▶ **Exercise requirements**:
Where does "credential" appear in the data? Return each line that holds it.
**** Data provided ****
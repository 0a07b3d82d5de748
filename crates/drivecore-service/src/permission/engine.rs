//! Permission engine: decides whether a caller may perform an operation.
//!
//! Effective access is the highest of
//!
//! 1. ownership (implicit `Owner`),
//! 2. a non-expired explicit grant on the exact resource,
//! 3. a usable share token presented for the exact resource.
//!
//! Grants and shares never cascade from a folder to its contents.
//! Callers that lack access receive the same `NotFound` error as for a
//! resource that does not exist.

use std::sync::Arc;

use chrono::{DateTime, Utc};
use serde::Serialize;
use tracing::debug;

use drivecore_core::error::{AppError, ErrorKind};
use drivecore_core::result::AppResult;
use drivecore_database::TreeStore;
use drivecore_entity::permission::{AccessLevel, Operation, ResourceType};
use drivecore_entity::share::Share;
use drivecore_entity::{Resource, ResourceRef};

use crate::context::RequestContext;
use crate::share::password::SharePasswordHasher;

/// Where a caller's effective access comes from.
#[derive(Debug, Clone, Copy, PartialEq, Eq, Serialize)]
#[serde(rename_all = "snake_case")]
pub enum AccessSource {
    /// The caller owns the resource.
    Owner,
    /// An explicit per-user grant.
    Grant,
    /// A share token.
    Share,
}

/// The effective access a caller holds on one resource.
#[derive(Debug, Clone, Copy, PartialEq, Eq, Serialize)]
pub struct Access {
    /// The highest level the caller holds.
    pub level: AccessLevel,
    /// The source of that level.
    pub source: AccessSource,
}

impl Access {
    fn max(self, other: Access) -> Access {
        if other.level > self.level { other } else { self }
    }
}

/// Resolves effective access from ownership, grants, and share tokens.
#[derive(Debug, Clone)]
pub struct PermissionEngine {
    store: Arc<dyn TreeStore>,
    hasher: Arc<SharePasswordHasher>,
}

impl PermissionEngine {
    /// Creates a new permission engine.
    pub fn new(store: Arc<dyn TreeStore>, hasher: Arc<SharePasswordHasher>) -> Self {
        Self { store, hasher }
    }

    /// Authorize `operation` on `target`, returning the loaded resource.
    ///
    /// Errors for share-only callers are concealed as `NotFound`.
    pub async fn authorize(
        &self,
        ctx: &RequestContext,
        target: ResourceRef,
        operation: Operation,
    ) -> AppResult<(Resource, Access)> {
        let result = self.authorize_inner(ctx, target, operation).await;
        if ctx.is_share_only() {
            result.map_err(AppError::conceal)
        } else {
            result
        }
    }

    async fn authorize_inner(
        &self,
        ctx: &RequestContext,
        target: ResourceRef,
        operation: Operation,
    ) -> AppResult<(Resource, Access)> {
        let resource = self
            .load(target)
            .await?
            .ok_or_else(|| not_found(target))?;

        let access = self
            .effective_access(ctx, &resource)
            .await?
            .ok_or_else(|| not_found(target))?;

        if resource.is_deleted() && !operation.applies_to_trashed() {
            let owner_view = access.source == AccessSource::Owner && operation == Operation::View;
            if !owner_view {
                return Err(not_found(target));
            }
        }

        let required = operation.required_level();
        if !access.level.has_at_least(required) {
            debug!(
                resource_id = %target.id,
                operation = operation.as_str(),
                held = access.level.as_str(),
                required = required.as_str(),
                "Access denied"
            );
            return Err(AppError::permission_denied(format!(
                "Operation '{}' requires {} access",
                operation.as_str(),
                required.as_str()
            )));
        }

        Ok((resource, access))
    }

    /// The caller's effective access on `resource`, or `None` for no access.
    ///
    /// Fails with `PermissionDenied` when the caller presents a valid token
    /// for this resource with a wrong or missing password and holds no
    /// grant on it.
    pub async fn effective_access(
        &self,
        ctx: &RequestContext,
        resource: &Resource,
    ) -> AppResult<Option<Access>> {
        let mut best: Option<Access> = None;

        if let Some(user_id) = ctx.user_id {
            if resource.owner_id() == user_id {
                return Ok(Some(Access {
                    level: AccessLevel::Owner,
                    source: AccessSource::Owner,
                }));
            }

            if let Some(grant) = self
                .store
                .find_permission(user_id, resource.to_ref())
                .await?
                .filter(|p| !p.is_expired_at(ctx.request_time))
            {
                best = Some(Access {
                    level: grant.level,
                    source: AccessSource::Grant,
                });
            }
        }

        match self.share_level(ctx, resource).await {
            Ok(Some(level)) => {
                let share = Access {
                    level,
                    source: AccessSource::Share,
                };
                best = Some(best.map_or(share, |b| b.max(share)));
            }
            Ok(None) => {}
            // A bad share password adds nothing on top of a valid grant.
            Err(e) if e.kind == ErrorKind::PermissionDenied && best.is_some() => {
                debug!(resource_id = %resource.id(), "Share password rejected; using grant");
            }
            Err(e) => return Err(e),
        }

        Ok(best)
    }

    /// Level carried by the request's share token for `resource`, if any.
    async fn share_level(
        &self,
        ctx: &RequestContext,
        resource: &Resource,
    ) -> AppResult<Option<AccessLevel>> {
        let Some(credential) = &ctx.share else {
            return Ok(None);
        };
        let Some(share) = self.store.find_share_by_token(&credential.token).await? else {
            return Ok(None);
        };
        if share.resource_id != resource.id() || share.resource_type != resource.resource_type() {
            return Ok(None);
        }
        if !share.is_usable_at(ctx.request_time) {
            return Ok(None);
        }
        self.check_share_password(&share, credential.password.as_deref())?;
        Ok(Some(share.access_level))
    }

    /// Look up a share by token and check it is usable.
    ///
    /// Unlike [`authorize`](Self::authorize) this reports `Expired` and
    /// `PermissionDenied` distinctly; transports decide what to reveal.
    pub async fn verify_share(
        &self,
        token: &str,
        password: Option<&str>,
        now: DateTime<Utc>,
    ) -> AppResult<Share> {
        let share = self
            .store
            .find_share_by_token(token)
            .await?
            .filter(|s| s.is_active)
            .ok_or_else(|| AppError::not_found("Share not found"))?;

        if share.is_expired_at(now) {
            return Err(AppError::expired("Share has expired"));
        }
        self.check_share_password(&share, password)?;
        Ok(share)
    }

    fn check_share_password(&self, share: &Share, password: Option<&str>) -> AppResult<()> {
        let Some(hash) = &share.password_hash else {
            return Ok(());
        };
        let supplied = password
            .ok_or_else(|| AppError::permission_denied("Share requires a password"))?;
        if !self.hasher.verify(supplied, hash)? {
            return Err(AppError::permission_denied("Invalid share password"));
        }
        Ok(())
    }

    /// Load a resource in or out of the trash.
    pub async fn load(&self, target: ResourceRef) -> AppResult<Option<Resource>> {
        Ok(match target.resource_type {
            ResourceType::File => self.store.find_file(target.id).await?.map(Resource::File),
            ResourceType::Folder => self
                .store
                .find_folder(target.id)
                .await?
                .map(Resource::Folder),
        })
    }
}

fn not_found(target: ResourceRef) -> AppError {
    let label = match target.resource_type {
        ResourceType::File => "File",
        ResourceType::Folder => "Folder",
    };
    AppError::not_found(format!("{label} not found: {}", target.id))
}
****
▶ **Task response**:
        let Some(credential) = &ctx.share else {
        let Some(share) = self.store.find_share_by_token(&credential.token).await? else {
        self.check_share_password(&share, credential.password.as_deref())?;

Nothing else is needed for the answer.